**Work instructions:** Only one number is wanted here: how many lines of the data hold "Text".

━━━━━ Material for this task

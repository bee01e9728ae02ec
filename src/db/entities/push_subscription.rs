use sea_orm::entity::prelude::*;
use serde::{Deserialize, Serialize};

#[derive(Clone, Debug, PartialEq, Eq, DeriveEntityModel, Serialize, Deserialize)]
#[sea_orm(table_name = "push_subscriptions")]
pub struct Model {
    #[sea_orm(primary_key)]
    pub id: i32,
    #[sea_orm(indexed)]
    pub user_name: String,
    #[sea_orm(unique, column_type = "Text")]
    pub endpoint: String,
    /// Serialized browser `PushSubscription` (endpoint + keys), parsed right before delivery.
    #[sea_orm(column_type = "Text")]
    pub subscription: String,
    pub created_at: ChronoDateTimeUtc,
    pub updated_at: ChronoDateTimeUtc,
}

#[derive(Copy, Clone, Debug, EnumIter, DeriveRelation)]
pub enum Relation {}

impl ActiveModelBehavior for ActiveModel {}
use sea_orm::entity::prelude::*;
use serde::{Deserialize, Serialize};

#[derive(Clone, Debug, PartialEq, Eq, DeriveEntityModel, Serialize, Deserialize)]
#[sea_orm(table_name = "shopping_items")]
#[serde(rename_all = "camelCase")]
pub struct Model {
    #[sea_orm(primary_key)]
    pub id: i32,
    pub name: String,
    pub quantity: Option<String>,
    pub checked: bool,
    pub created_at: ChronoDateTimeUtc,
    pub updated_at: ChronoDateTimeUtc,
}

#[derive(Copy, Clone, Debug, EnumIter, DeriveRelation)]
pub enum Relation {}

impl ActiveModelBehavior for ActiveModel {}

━━━━━━━━━━

**Response to this exercise:** 2